Data section:
══════
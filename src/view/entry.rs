//! Cache Entry Module
//!
//! Read-only copies of the entries held by the remote cache service.

use std::collections::BTreeMap;
use std::fmt;

use chrono::{DateTime, Local, NaiveDate, NaiveDateTime, NaiveTime, Utc};
use serde::{Deserialize, Serialize};

/// Full set of live keys as last reported by the service, ordered by key.
pub type CacheSnapshot = BTreeMap<String, CacheEntry>;

// == Cache Entry ==
/// A single entry as reported by the cache service.
#[derive(Debug, Clone, PartialEq, Default, Serialize, Deserialize)]
pub struct CacheEntry {
    /// The stored value; the list endpoint omits it
    #[serde(default, skip_serializing_if = "Option::is_none")]
    pub value: Option<serde_json::Value>,
    /// Absolute expiration time; the lookup endpoint may omit it
    #[serde(default, skip_serializing_if = "Option::is_none")]
    pub expiration: Option<Expiration>,
}

impl CacheEntry {
    /// Creates an entry that only carries an expiration, as listed by the service.
    pub fn expiring_at(expiration: Expiration) -> Self {
        Self {
            value: None,
            expiration: Some(expiration),
        }
    }
}

// == Expiration ==
/// Absolute expiration timestamp.
///
/// Decodes from epoch milliseconds (number or numeric string) or ISO 8601 text.
/// Text without an offset is read as UTC, and a bare date as midnight UTC.
/// Encodes as RFC 3339.
#[derive(Debug, Clone, Copy, PartialEq, Eq, PartialOrd, Ord, Serialize, Deserialize)]
#[serde(try_from = "RawExpiration", into = "String")]
pub struct Expiration(DateTime<Utc>);

#[derive(Deserialize)]
#[serde(untagged)]
enum RawExpiration {
    Millis(i64),
    Fractional(f64),
    Text(String),
}

impl Expiration {
    /// Builds an expiration from epoch milliseconds.
    pub fn from_millis(millis: i64) -> Option<Self> {
        DateTime::<Utc>::from_timestamp_millis(millis).map(Self)
    }

    /// Parses epoch-millisecond or ISO-8601 text.
    pub fn parse(text: &str) -> Result<Self, String> {
        let text = text.trim();
        if let Ok(millis) = text.parse::<i64>() {
            return Self::from_millis(millis)
                .ok_or_else(|| format!("expiration out of range: {}", millis));
        }
        if let Ok(parsed) = DateTime::parse_from_rfc3339(text) {
            return Ok(Self(parsed.with_timezone(&Utc)));
        }
        // ISO 8601 also allows offsets without a colon, e.g. `+0200`
        if let Ok(parsed) = DateTime::parse_from_str(text, "%Y-%m-%dT%H:%M:%S%.f%z") {
            return Ok(Self(parsed.with_timezone(&Utc)));
        }
        if let Ok(naive) = NaiveDateTime::parse_from_str(text, "%Y-%m-%dT%H:%M:%S%.f") {
            return Ok(Self(naive.and_utc()));
        }
        NaiveDate::parse_from_str(text, "%Y-%m-%d")
            .map(|date| Self(date.and_time(NaiveTime::MIN).and_utc()))
            .map_err(|e| format!("invalid expiration '{}': {}", text, e))
    }

    /// Returns the timestamp in UTC.
    pub fn as_datetime(&self) -> DateTime<Utc> {
        self.0
    }

    /// True if this expiration lies strictly after `instant`.
    pub fn is_after(&self, instant: DateTime<Utc>) -> bool {
        self.0 > instant
    }

    /// Formats the timestamp in the operator's local time zone.
    pub fn to_local_string(&self) -> String {
        self.0
            .with_timezone(&Local)
            .format("%Y-%m-%d %H:%M:%S")
            .to_string()
    }
}

impl From<DateTime<Utc>> for Expiration {
    fn from(instant: DateTime<Utc>) -> Self {
        Self(instant)
    }
}

impl From<Expiration> for String {
    fn from(expiration: Expiration) -> Self {
        expiration.0.to_rfc3339()
    }
}

impl TryFrom<RawExpiration> for Expiration {
    type Error = String;

    fn try_from(raw: RawExpiration) -> Result<Self, Self::Error> {
        match raw {
            RawExpiration::Millis(millis) => Self::from_millis(millis)
                .ok_or_else(|| format!("expiration out of range: {}", millis)),
            RawExpiration::Fractional(millis) => Self::from_millis(millis as i64)
                .ok_or_else(|| format!("expiration out of range: {}", millis)),
            RawExpiration::Text(text) => Self::parse(&text),
        }
    }
}

impl fmt::Display for Expiration {
    fn fmt(&self, f: &mut fmt::Formatter<'_>) -> fmt::Result {
        f.write_str(&self.to_local_string())
    }
}
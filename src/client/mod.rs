//! Remote Cache Client Module
//!
//! Typed operations against the external cache service. Every call is a
//! single attempt with no retries; its outcome goes straight back to the caller.

mod http;

use async_trait::async_trait;

use crate::error::Result;
use crate::view::{CacheEntry, CacheSnapshot};

pub use http::HttpCacheClient;

/// Operations offered by the remote cache service.
#[async_trait]
pub trait CacheClient: Send + Sync {
    /// Lists every live key with its expiration.
    ///
    /// Fails with `Transport` on network or 5xx failure.
    async fn list(&self) -> Result<CacheSnapshot>;

    /// Fetches a single entry.
    ///
    /// Fails with `NotFound` if the key is absent or expired.
    async fn get(&self, key: &str) -> Result<CacheEntry>;

    /// Stores `key` for `ttl_seconds`.
    ///
    /// Fails with `Validation` if the service rejects the payload.
    async fn set(&self, key: &str, ttl_seconds: u64) -> Result<()>;

    /// Removes `key`. Removing an absent key succeeds.
    async fn delete(&self, key: &str) -> Result<()>;
}

#[cfg(test)]
pub(crate) mod mock;
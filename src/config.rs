//! Configuration Module
//!
//! Handles loading panel configuration from environment variables.

use std::env;
use std::time::Duration;

/// Default base URL of the cache service
pub const DEFAULT_SERVICE_URL: &str = "http://localhost:8080";

/// Panel configuration parameters.
///
/// All values can be configured via environment variables with sensible defaults.
#[derive(Debug, Clone)]
pub struct Config {
    /// Base URL of the remote cache service, without trailing slash
    pub service_url: String,
    /// Poll period in milliseconds
    pub poll_interval_ms: u64,
    /// TTL in seconds restored into the form after every command
    pub default_ttl: u64,
}

impl Config {
    /// Creates a new Config by loading values from environment variables.
    ///
    /// # Environment Variables
    /// - `CACHE_SERVICE_URL` - Cache service base URL (default: http://localhost:8080)
    /// - `POLL_INTERVAL_MS` - Poll period in milliseconds (default: 1000)
    /// - `DEFAULT_TTL` - Default form TTL in seconds (default: 5)
    pub fn from_env() -> Self {
        let defaults = Self::default();
        Self {
            service_url: env::var("CACHE_SERVICE_URL")
                .ok()
                .map(|v| v.trim().trim_end_matches('/').to_string())
                .filter(|v| !v.is_empty())
                .unwrap_or(defaults.service_url),
            poll_interval_ms: env::var("POLL_INTERVAL_MS")
                .ok()
                .and_then(|v| v.parse().ok())
                .filter(|v| *v > 0)
                .unwrap_or(defaults.poll_interval_ms),
            default_ttl: env::var("DEFAULT_TTL")
                .ok()
                .and_then(|v| v.parse().ok())
                .filter(|v| *v > 0)
                .unwrap_or(defaults.default_ttl),
        }
    }

    /// Poll period as a `Duration`.
    pub fn poll_interval(&self) -> Duration {
        Duration::from_millis(self.poll_interval_ms)
    }
}

impl Default for Config {
    fn default() -> Self {
        Self {
            service_url: DEFAULT_SERVICE_URL.to_string(),
            poll_interval_ms: 1000,
            default_ttl: 5,
        }
    }
}
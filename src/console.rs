//! Console front end
//!
//! Parses operator lines and drives the panel the way the form would.

use crate::panel::Panel;
use crate::view::{render, CacheEntry};

/// Usage text printed by `help`
pub const HELP: &str = "commands: set <key> [ttl] | get <key> | del <key> | list | help | quit";

/// One line of operator input.
#[derive(Debug, Clone, PartialEq, Eq)]
pub enum ConsoleCommand {
    Set { key: String, ttl: Option<String> },
    Get { key: String },
    Delete { key: String },
    List,
    Help,
    Quit,
}

impl ConsoleCommand {
    /// Parses a line. Blank lines yield `Ok(None)`.
    pub fn parse(line: &str) -> Result<Option<Self>, String> {
        let mut words = line.split_whitespace();
        let Some(verb) = words.next() else {
            return Ok(None);
        };
        let key = words.next().map(str::to_string);
        let extra = words.next().map(str::to_string);

        let command = match (verb.to_ascii_lowercase().as_str(), key) {
            ("set", Some(key)) => ConsoleCommand::Set { key, ttl: extra },
            ("get", Some(key)) => ConsoleCommand::Get { key },
            ("del" | "delete", Some(key)) => ConsoleCommand::Delete { key },
            ("list" | "ls", None) => ConsoleCommand::List,
            ("help" | "?", None) => ConsoleCommand::Help,
            ("quit" | "exit", None) => ConsoleCommand::Quit,
            ("set" | "get" | "del" | "delete", None) => {
                return Err(format!("'{}' needs a key. {}", verb, HELP))
            }
            _ => return Err(format!("unknown command '{}'. {}", line.trim(), HELP)),
        };
        Ok(Some(command))
    }
}

/// Runs `command` against `panel` and returns the lines to print.
///
/// Errors are already part of the rendered view, so failed commands return
/// no extra lines.
pub async fn execute(panel: &Panel, command: ConsoleCommand) -> Vec<String> {
    match command {
        ConsoleCommand::Set { key, ttl } => {
            panel.edit_key(key);
            // An omitted TTL means the default, not whatever the form last held
            let ttl = ttl.unwrap_or_else(|| panel.state().default_input().ttl.clone());
            panel.edit_ttl(ttl);
            match panel.dispatcher().set().await {
                Ok(()) => vec!["ok".to_string()],
                Err(_) => Vec::new(),
            }
        }
        ConsoleCommand::Get { key } => {
            panel.edit_key(key.clone());
            match panel.dispatcher().get().await {
                Ok(entry) => vec![describe_lookup(&key, &entry)],
                Err(_) => Vec::new(),
            }
        }
        ConsoleCommand::Delete { key } => {
            panel.edit_key(key);
            match panel.dispatcher().delete().await {
                Ok(()) => vec!["ok".to_string()],
                Err(_) => Vec::new(),
            }
        }
        ConsoleCommand::List => {
            let lines = render(&panel.state());
            if lines.is_empty() {
                vec!["(no keys)".to_string()]
            } else {
                lines
            }
        }
        ConsoleCommand::Help => vec![HELP.to_string()],
        ConsoleCommand::Quit => Vec::new(),
    }
}

fn describe_lookup(key: &str, entry: &CacheEntry) -> String {
    let value = match &entry.value {
        Some(serde_json::Value::String(s)) => format!("{:?}", s),
        Some(other) => other.to_string(),
        None => "(no value)".to_string(),
    };
    match &entry.expiration {
        Some(expiration) => format!("{} = {} (Expires at {})", key, value, expiration),
        None => format!("{} = {}", key, value),
    }
}
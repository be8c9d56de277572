//! Response DTOs for the cache service API
//!
//! Defines the structure of incoming HTTP response bodies.

use serde::Deserialize;

use crate::view::CacheSnapshot;

/// Response body for the LIST operation (GET /cache)
///
/// The service answers an empty store with only an `error` field, which
/// decodes to an empty snapshot.
#[derive(Debug, Clone, Default, Deserialize)]
pub struct ListResponse {
    /// Live keys with their expirations
    #[serde(default)]
    pub cache: CacheSnapshot,
    /// Informational message sent instead of `cache`
    #[serde(default)]
    pub error: Option<String>,
}

/// Error body returned with non-success statuses
#[derive(Debug, Clone, Deserialize)]
pub struct ErrorResponse {
    /// Error message describing what went wrong
    pub error: String,
}

#[cfg(test)]
mod tests {
    use super::*;

    #[test]
    fn test_list_response_deserialize() {
        let json = r#"{"cache": {
            "a": {"key": "a", "expiration": "2024-03-01T10:00:00Z"},
            "b": {"key": "b", "expiration": 1709287205000}
        }}"#;
        let resp: ListResponse = serde_json::from_str(json).unwrap();
        assert_eq!(resp.cache.len(), 2);
        assert!(resp.cache["a"].expiration.is_some());
        assert!(resp.error.is_none());
    }

    #[test]
    fn test_list_response_without_cache_is_empty() {
        let resp: ListResponse = serde_json::from_str(r#"{"error": "no data present"}"#).unwrap();
        assert!(resp.cache.is_empty());
        assert_eq!(resp.error.as_deref(), Some("no data present"));
    }

    #[test]
    fn test_error_response_deserialize() {
        let resp: ErrorResponse = serde_json::from_str(r#"{"error": "no data found"}"#).unwrap();
        assert_eq!(resp.error, "no data found");
    }
}
//! Shared types for list and write endpoints.

mod pagination;
mod response;

pub use pagination::{PaginationParams, PaginationQuery};
pub use response::{Created, NoContent};
//! Domain layer - Core business entities and logic
//!
//! This module contains the core domain models that represent
//! business concepts independent of infrastructure concerns.

pub mod password;
pub mod user;

pub use password::Password;
pub use user::{CreateUser, NewUser, UpdateUser, User, UserId, UserResponse};
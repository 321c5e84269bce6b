//! User repository: the boundary between use cases and the relational store.

use async_trait::async_trait;
use sea_orm::{
    ActiveModelTrait, ColumnTrait, DatabaseConnection, DbErr, EntityTrait, QueryFilter,
    QueryOrder, QuerySelect, Set,
};

use super::entities::user::{self, ActiveModel, Entity as UserEntity};
use crate::domain::{NewUser, UpdateUser, User, UserId};
use crate::errors::{AppError, AppResult, OptionExt};

#[cfg(any(test, feature = "test-utils"))]
use mockall::automock;

/// User repository trait for dependency injection.
///
/// Lookups that match nothing fail with [`AppError::NotFound`]; every other
/// storage fault surfaces as [`AppError::Database`].
#[cfg_attr(any(test, feature = "test-utils"), automock)]
#[async_trait]
pub trait UserRepository: Send + Sync {
    /// Find user by ID
    async fn get_by_id(&self, id: UserId) -> AppResult<User>;

    /// Find user by email address
    async fn get_by_email(&self, email: &str) -> AppResult<User>;

    /// Persist a new user; the stored record carries the assigned id and timestamps
    async fn create(&self, user: NewUser) -> AppResult<User>;

    /// Replace name and email of an existing user
    async fn update(&self, id: UserId, changes: UpdateUser) -> AppResult<User>;

    /// Permanently delete user
    async fn delete(&self, id: UserId) -> AppResult<()>;

    /// Page through users in id order
    async fn list(&self, offset: u64, limit: u64) -> AppResult<Vec<User>>;
}

/// SeaORM implementation of UserRepository
pub struct UserStore {
    db: DatabaseConnection,
}

impl UserStore {
    /// Create new repository instance
    pub fn new(db: DatabaseConnection) -> Self {
        Self { db }
    }
}

/// Identifiers beyond the storage key range cannot exist.
fn primary_key(id: UserId) -> AppResult<i32> {
    i32::try_from(id).map_err(|_| AppError::NotFound)
}

/// Translate a storage failure, logging it unless it only means "no such record".
/// Called inside the instrumented method span, so the event carries its fields.
fn storage_error(err: DbErr) -> AppError {
    let err = AppError::from(err);
    if err.is_infrastructure() {
        tracing::error!(error = %err, "user storage operation failed");
    }
    err
}

#[async_trait]
impl UserRepository for UserStore {
    #[tracing::instrument(name = "repo.get_by_id", skip(self))]
    async fn get_by_id(&self, id: UserId) -> AppResult<User> {
        UserEntity::find_by_id(primary_key(id)?)
            .one(&self.db)
            .await
            .map_err(storage_error)?
            .map(User::from)
            .ok_or_not_found()
    }

    #[tracing::instrument(name = "repo.get_by_email", skip(self))]
    async fn get_by_email(&self, email: &str) -> AppResult<User> {
        UserEntity::find()
            .filter(user::Column::Email.eq(email))
            .one(&self.db)
            .await
            .map_err(storage_error)?
            .map(User::from)
            .ok_or_not_found()
    }

    #[tracing::instrument(name = "repo.create", skip(self, user), fields(email = %user.email))]
    async fn create(&self, user: NewUser) -> AppResult<User> {
        let now = chrono::Utc::now();
        let active_model = ActiveModel {
            name: Set(user.name),
            email: Set(user.email),
            password_hash: Set(user.password_hash),
            created_at: Set(now),
            updated_at: Set(now),
            ..Default::default()
        };

        let model = active_model.insert(&self.db).await.map_err(storage_error)?;
        Ok(User::from(model))
    }

    #[tracing::instrument(name = "repo.update", skip(self))]
    async fn update(&self, id: UserId, changes: UpdateUser) -> AppResult<User> {
        // Look up first so a missing id is reported instead of inserted
        let existing = UserEntity::find_by_id(primary_key(id)?)
            .one(&self.db)
            .await
            .map_err(storage_error)?
            .ok_or_not_found()?;

        let mut active: ActiveModel = existing.into();
        active.name = Set(changes.name);
        active.email = Set(changes.email);
        active.updated_at = Set(chrono::Utc::now());

        let model = active.update(&self.db).await.map_err(storage_error)?;
        Ok(User::from(model))
    }

    #[tracing::instrument(name = "repo.delete", skip(self))]
    async fn delete(&self, id: UserId) -> AppResult<()> {
        let result = UserEntity::delete_by_id(primary_key(id)?)
            .exec(&self.db)
            .await
            .map_err(storage_error)?;

        if result.rows_affected == 0 {
            return Err(AppError::NotFound);
        }

        Ok(())
    }

    #[tracing::instrument(name = "repo.list", skip(self))]
    async fn list(&self, offset: u64, limit: u64) -> AppResult<Vec<User>> {
        let models = UserEntity::find()
            .order_by_asc(user::Column::Id)
            .offset(offset)
            .limit(limit)
            .all(&self.db)
            .await
            .map_err(storage_error)?;

        Ok(models.into_iter().map(User::from).collect())
    }
}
══════
What you should do: State the number of lines of the preceding material in which the word "dispatcher" is found, and nothing more.

Response area: 3